とはいえ、『エンジェル』という映画をみて、はっとし、また学んだことについては、まだ何も書いていなかった。


To Be Continued


付記:テレビ番組『インターンThe Interns(1970-71)が日本で人気のあったもうひとつの理由を、最近、テレビで再放送していた『人間の証明』(角川映画)を見て思い出した。ちなみに今見ても面白い映画というのがあるが、この『人間の証明』(1977)は今見ると、目も当てられないひどい映画であり、あれだけの役者を動員しながら、これだけの映画しかできなかったのかと、役者たちがかわいそうになる。


まあそれはともかく、そこにアメリカ側の俳優としてジョージ・ケネディのほかに、彼の上司役で、Broderick Crawford(1911-1986)という俳優が出ていた。この俳優、いまでは忘れられていると思うが、彼はかつてNHKで放送されていた『ハイウェイ・パトロールHighway Patrol(1955-59)というアメリカのテレビシリーズで署長というか隊長を演じていて、人気があった。ハイウェイ・パトロールといえば、なんといっても『スタスキー&ハッチ』が有名だが、あれとはまったく異なる作りのドラマで、このクロフォードは、恰幅のいい中年のおっさん。オートバイに乗ることはなく、私服警官として活動し、つねにパトロールカーに乗っている。いまにして思うと、なぜ人気が出たのか、よくわからないが、私の父もファンで、毎週、テレビ放送を見ていたような気がする(私の記憶では土曜日の夜だった)。
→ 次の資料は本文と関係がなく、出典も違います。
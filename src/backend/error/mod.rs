//! Backend Error Module
//!
//! Error types returned by HTTP handlers and services.
//!
//! # Module Structure
//!
//! ```text
//! error/
//! ├── mod.rs        - Module exports and documentation
//! ├── types.rs      - Error type definitions
//! └── conversion.rs - IntoResponse implementation
//! ```

/// Error type definitions
pub mod types;

/// Error conversion implementations
pub mod conversion;

pub use types::BackendError;
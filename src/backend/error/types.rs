/**
 * Backend Error Types
 *
 * Errors raised at the request boundary. Each variant maps to one HTTP
 * status; store failures are logged in full and reported to the client
 * with a generic message.
 *
 * # Status Mapping
 *
 * - `NotAuthenticated` - 401
 * - `NotFound` - 404
 * - `Conflict` - 409
 * - `SharedError::ValidationError`, `InvalidBody` - 400
 * - `StoreUnavailable` - 500
 */

use axum::extract::rejection::JsonRejection;
use axum::http::StatusCode;
use thiserror::Error;

use crate::shared::SharedError;

/// Backend-specific error types
///
/// ```rust
/// use commune::backend::error::BackendError;
/// use axum::http::StatusCode;
///
/// let err = BackendError::not_found("User not found");
/// assert_eq!(err.status_code(), StatusCode::NOT_FOUND);
/// ```
#[derive(Debug, Error)]
pub enum BackendError {
    /// Missing, invalid or expired session, or the session's user is gone
    #[error("Not authenticated")]
    NotAuthenticated,

    /// A referenced user does not resolve
    #[error("Not found: {message}")]
    NotFound { message: String },

    /// Unique username or email already taken
    #[error("Conflict: {message}")]
    Conflict { message: String },

    /// Request body is not the expected JSON
    #[error("Invalid request body: {0}")]
    InvalidBody(#[from] JsonRejection),

    /// Validation error from the shared types
    #[error(transparent)]
    SharedError(#[from] SharedError),

    /// Persistence failure
    #[error("Store unavailable: {0}")]
    StoreUnavailable(#[from] sqlx::Error),

    #[error("Password hashing failed: {0}")]
    PasswordHash(#[from] bcrypt::BcryptError),

    #[error("Token error: {0}")]
    Token(#[from] jsonwebtoken::errors::Error),
}

impl BackendError {
    pub fn not_found(message: impl Into<String>) -> Self {
        Self::NotFound {
            message: message.into(),
        }
    }

    pub fn conflict(message: impl Into<String>) -> Self {
        Self::Conflict {
            message: message.into(),
        }
    }

    /// Shorthand for a `SharedError::ValidationError`
    pub fn validation(field: impl Into<String>, message: impl Into<String>) -> Self {
        Self::SharedError(SharedError::validation(field, message))
    }

    /// Get the HTTP status code for this error
    pub fn status_code(&self) -> StatusCode {
        match self {
            Self::NotAuthenticated => StatusCode::UNAUTHORIZED,
            Self::NotFound { .. } => StatusCode::NOT_FOUND,
            Self::Conflict { .. } => StatusCode::CONFLICT,
            Self::InvalidBody(_) => StatusCode::BAD_REQUEST,
            Self::SharedError(SharedError::ValidationError { .. }) => StatusCode::BAD_REQUEST,
            Self::StoreUnavailable(_) => StatusCode::INTERNAL_SERVER_ERROR,
            Self::PasswordHash(_) => StatusCode::INTERNAL_SERVER_ERROR,
            Self::Token(_) => StatusCode::INTERNAL_SERVER_ERROR,
        }
    }

    /// Message safe to show to the client
    pub fn message(&self) -> String {
        match self {
            Self::NotAuthenticated => "Not authenticated".to_string(),
            Self::NotFound { message } => message.clone(),
            Self::Conflict { message } => message.clone(),
            Self::InvalidBody(rejection) => rejection.body_text(),
            Self::SharedError(SharedError::ValidationError { message, .. }) => message.clone(),
            Self::StoreUnavailable(_) => "Storage is temporarily unavailable".to_string(),
            Self::PasswordHash(_) | Self::Token(_) => {
                "Internal server error".to_string()
            }
        }
    }

    /// Whether the detail should be logged server-side
    pub fn is_internal(&self) -> bool {
        self.status_code().is_server_error()
    }
}
//! Realtime Delivery Module
//!
//! Best-effort push of direct messages to connected recipients over a
//! WebSocket. The channel stores nothing: a message whose receiver has no
//! joined connection is dropped, and clients reconcile through the HTTP
//! API.
//!
//! # Module Structure
//!
//! ```text
//! realtime/
//! ├── mod.rs        - Module exports and documentation
//! ├── rooms.rs      - Room registry keyed by user id
//! ├── connection.rs - Per-connection state machine
//! └── socket.rs     - WebSocket upgrade and frame loop
//! ```
//!
//! # Events
//!
//! - `join(userId)` - Enter the caller's own room
//! - `send_message(message)` - Route a stored message to the receiver's room
//! - `receive_message(message)` - Delivered to every connection in that room

/// Room registry
pub mod rooms;

/// Connection state machine
pub mod connection;

/// WebSocket handler
pub mod socket;

pub use connection::{ChannelError, Connection, ConnectionState};
pub use rooms::DeliveryRooms;
pub use socket::handle_socket_upgrade;
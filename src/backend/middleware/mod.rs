//! Middleware Module
//!
//! Request processing that runs before handlers.
//!
//! - **`auth`** - Session token verification for protected routes

pub mod auth;

pub use auth::{auth_middleware, AuthUser, AuthenticatedUser};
ちなみに、もっというと、実在の政治家ヒュー・ロングをモデルにした『オール・ザ・キングズ・メン』All the King's Men(2006)は、リメイクなのだが、最初の『オール・ザズ・キングズ・メン』(ロベール・ロッセン監督1949)で、主役を演じたのが、このクロフォードだったと聞くと、新作におけるショーン・ペンの熱演を知っている人なら、そのオリジナルとしてのクロフォードの大きさに驚くかもしれない(ただしショーン・ペンとクロフォードの演技は完全に質が違うのだが)。
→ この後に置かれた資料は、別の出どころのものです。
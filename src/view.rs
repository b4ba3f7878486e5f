//! Read-only snapshots handed to the presentation layer.
//!
//! The core never touches presentation elements. After every state change a
//! session renders a snapshot into its [`ViewSink`]; the sink may draw it,
//! record it or drop it.

use crate::session::{Mode, SessionStatus};
use crate::session_id::SessionId;
use serde::Serialize;
use std::sync::{Arc, Mutex};
use turnplay_rps::{Choice, Seat};
use turnplay_tictactoe::{Board, Player};

/// Receives a snapshot after every state change.
pub trait ViewSink<S>: Send {
    /// Called with the state as it is after the change.
    fn render(&mut self, snapshot: &S);
}

/// Discards every snapshot.
#[derive(Debug, Clone, Copy, Default)]
pub struct NullView;

impl<S> ViewSink<S> for NullView {
    fn render(&mut self, _snapshot: &S) {}
}

/// Keeps every snapshot it receives. Clones share the same frame buffer.
#[derive(Debug, Clone)]
pub struct RecordingView<S> {
    frames: Arc<Mutex<Vec<S>>>,
}

impl<S> Default for RecordingView<S> {
    fn default() -> Self {
        Self {
            frames: Arc::new(Mutex::new(Vec::new())),
        }
    }
}

impl<S: Clone> RecordingView<S> {
    /// Creates an empty recorder.
    pub fn new() -> Self {
        Self::default()
    }

    fn lock(&self) -> std::sync::MutexGuard<'_, Vec<S>> {
        self.frames
            .lock()
            .unwrap_or_else(|poisoned| poisoned.into_inner())
    }

    /// All frames rendered so far.
    pub fn frames(&self) -> Vec<S> {
        self.lock().clone()
    }

    /// Number of frames rendered so far.
    pub fn len(&self) -> usize {
        self.lock().len()
    }

    /// True until the first frame arrives.
    pub fn is_empty(&self) -> bool {
        self.len() == 0
    }

    /// Most recent frame.
    pub fn last(&self) -> Option<S> {
        self.lock().last().cloned()
    }
}

impl<S: Clone + Send> ViewSink<S> for RecordingView<S> {
    fn render(&mut self, snapshot: &S) {
        self.lock().push(snapshot.clone());
    }
}

/// Tic-tac-toe state as the view sees it.
#[derive(Debug, Clone, PartialEq, Eq, Serialize)]
pub struct SessionSnapshot {
    /// Local or online.
    pub mode: Mode,
    /// Current board.
    pub board: Board,
    /// Lifecycle status.
    pub status: SessionStatus,
    /// Side allowed to move next.
    pub current_turn_owner: Player,
    /// Side this instance controls.
    pub local_side: Player,
    /// Whether local input would currently be accepted.
    pub is_my_turn: bool,
    /// Identifier shared with the peer, if any.
    pub session_id: Option<SessionId>,
}

impl SessionSnapshot {
    /// Status text for the status bar.
    pub fn status_line(&self) -> String {
        match self.status {
            SessionStatus::Pending => "Waiting for the game to start".to_string(),
            SessionStatus::Won(_) | SessionStatus::Draw => "Game over".to_string(),
            SessionStatus::Active => match self.mode {
                Mode::Local => format!("Turn: {}", self.current_turn_owner),
                Mode::Online if self.is_my_turn => format!("Your move ({})", self.local_side),
                Mode::Online => format!("Opponent's move ({})", self.local_side.opponent()),
            },
        }
    }
}

/// Rock-paper-scissors state as the view sees it.
///
/// Choices stay hidden until the round is resolved so a hotseat view cannot
/// leak the first player's pick to the second.
#[derive(Debug, Clone, PartialEq, Eq, Serialize)]
pub struct ChoiceSnapshot {
    /// Hotseat or simulated online.
    pub mode: Mode,
    /// Round status.
    pub status: crate::choice_session::ChoiceStatus,
    /// Seat expected to submit next (hotseat).
    pub turn_owner: Seat,
    /// Which seats have submitted.
    pub submitted: [bool; 2],
    /// Revealed choices, populated once resolved.
    pub revealed: Option<[Choice; 2]>,
}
そのクロフォードが『インターン』で病院の院長役で出ていたことも、『インターン』の日本での人気を後押しした観がある。クロフォードは、日本人に好まれたのだ。だからこそ、角川映画人間の証明』でも、アメリカ側の俳優として選ばれたのだ。


そして『インターン』のなかで、女性の平和運動家を入院が必要な精神異常者と診断し、病院に暖かく迎え入れるのが、忘れもしない、このクロフォード扮する院長だったのである。